» **ACTIVITY**: Each line of the listing below that includes "crate" must be copied.

» **INFORMATION SHOWN**:
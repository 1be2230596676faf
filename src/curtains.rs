// Prayer-flag curtains: two HTML panels that part and fade as the hero scrolls away.

use serde::{Deserialize, Serialize};

use crate::error::EngineError;
use crate::resolve::lerp;
use crate::segment::SegmentRange;
use crate::types::FrameContext;

#[derive(Debug, Clone, Serialize, Deserialize)]
#[serde(default)]
pub struct CurtainSettings {
    /// Window over which the panels slide outward.
    pub slide: SegmentRange,
    /// Window over which both panels fade out.
    pub fade: SegmentRange,
    /// Horizontal travel, in percent of the panel width.
    pub travel_percent: f32,
}

impl Default for CurtainSettings {
    fn default() -> Self {
        CurtainSettings {
            slide: SegmentRange::new(0.0, 0.15),
            fade: SegmentRange::new(0.0, 0.12),
            travel_percent: 100.0,
        }
    }
}

impl CurtainSettings {
    pub fn validate(&self) -> Result<(), EngineError> {
        self.slide.validate("curtains.slide")?;
        self.fade.validate("curtains.fade")
    }
}

/// CSS-space output for the two curtain panels.
#[derive(Debug, Clone, Copy, PartialEq, Serialize)]
pub struct CurtainState {
    pub left_offset_percent: f32,
    pub right_offset_percent: f32,
    pub opacity: f32,
    pub visible: bool,
}

pub struct PrayerFlagCurtains {
    settings: CurtainSettings,
}

impl PrayerFlagCurtains {
    pub fn new(settings: CurtainSettings) -> Self {
        PrayerFlagCurtains { settings }
    }

    pub fn update(&self, ctx: &FrameContext) -> CurtainState {
        let slide = self.settings.slide.local_progress(ctx.p());
        let fade = self.settings.fade.local_progress(ctx.p());
        let travel = self.settings.travel_percent;
        let opacity = lerp(1.0, 0.0, fade);

        CurtainState {
            left_offset_percent: lerp(0.0, -travel, slide),
            right_offset_percent: lerp(0.0, travel, slide),
            opacity,
            visible: opacity > 0.0,
        }
    }
}
// Strong typing over raw floats: scroll progress, per-frame context, and node output state.

use glam::Vec3;
use serde::{Deserialize, Serialize};

/// Normalized scroll progress. Always finite and within [0, 1].
#[derive(Debug, Clone, Copy, PartialEq, PartialOrd, Serialize, Default)]
pub struct ScrollProgress(f32);

impl ScrollProgress {
    pub fn new(value: f32) -> Self {
        if value.is_nan() {
            return ScrollProgress(0.0);
        }
        ScrollProgress(value.clamp(0.0, 1.0))
    }

    pub fn value(&self) -> f32 {
        self.0
    }
}

/// Raw per-frame input from the render loop.
#[derive(Debug, Clone, Copy, PartialEq, Serialize, Deserialize, Default)]
pub struct FrameInput {
    pub scroll_progress: f32,
    /// Seconds since the previous frame.
    #[serde(default)]
    pub delta_time: f32,
    /// Seconds since the scene mounted.
    #[serde(default)]
    pub elapsed_time: f32,
}

impl FrameInput {
    pub fn new(scroll_progress: f32, delta_time: f32, elapsed_time: f32) -> Self {
        FrameInput {
            scroll_progress,
            delta_time,
            elapsed_time,
        }
    }
}

/// Validated frame context handed to every component's update.
#[derive(Debug, Clone, Copy, PartialEq)]
pub struct FrameContext {
    pub progress: ScrollProgress,
    pub delta_time: f32,
    pub elapsed_time: f32,
    /// The host sent progress outside [0, 1] (or NaN) this frame.
    pub clamped: bool,
}

impl FrameContext {
    pub fn from_input(input: FrameInput) -> Self {
        let raw = input.scroll_progress;
        FrameContext {
            progress: ScrollProgress::new(raw),
            clamped: !(raw.is_finite() && (0.0..=1.0).contains(&raw)),
            delta_time: finite_non_negative(input.delta_time),
            elapsed_time: finite_non_negative(input.elapsed_time),
        }
    }

    /// Shorthand for the progress scalar.
    pub fn p(&self) -> f32 {
        self.progress.value()
    }
}

fn finite_non_negative(v: f32) -> f32 {
    if v.is_finite() {
        v.max(0.0)
    } else {
        0.0
    }
}

/// Transform, opacity and visibility written into one scene-graph node.
#[derive(Debug, Clone, Copy, PartialEq, Serialize, Deserialize)]
pub struct NodeState {
    pub position: Vec3,
    /// Euler angles, radians.
    pub rotation: Vec3,
    pub scale: Vec3,
    pub opacity: f32,
    pub visible: bool,
}

impl NodeState {
    pub fn at(position: Vec3) -> Self {
        NodeState {
            position,
            ..Self::default()
        }
    }

    pub fn with_scale(mut self, scale: Vec3) -> Self {
        self.scale = scale;
        self
    }

    pub fn with_opacity(mut self, opacity: f32) -> Self {
        self.opacity = opacity.clamp(0.0, 1.0);
        self
    }

    pub fn hidden(mut self) -> Self {
        self.visible = false;
        self
    }
}

impl Default for NodeState {
    fn default() -> Self {
        NodeState {
            position: Vec3::ZERO,
            rotation: Vec3::ZERO,
            scale: Vec3::ONE,
            opacity: 1.0,
            visible: true,
        }
    }
}

/// Camera placement for the frame.
#[derive(Debug, Clone, Copy, PartialEq, Serialize, Deserialize)]
pub struct CameraState {
    pub position: Vec3,
    pub look_at: Vec3,
}

impl CameraState {
    pub fn new(position: Vec3, look_at: Vec3) -> Self {
        CameraState { position, look_at }
    }

    /// Flat `[px, py, pz, lx, ly, lz]` for typed-array transfer.
    pub fn to_array(&self) -> [f32; 6] {
        [
            self.position.x,
            self.position.y,
            self.position.z,
            self.look_at.x,
            self.look_at.y,
            self.look_at.z,
        ]
    }
}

» **COMPLETED TASK**:
use crate::error::EngineError;
use crate::resolve::lerp;
use crate::segment::SegmentRange;
use crate::types::FrameContext;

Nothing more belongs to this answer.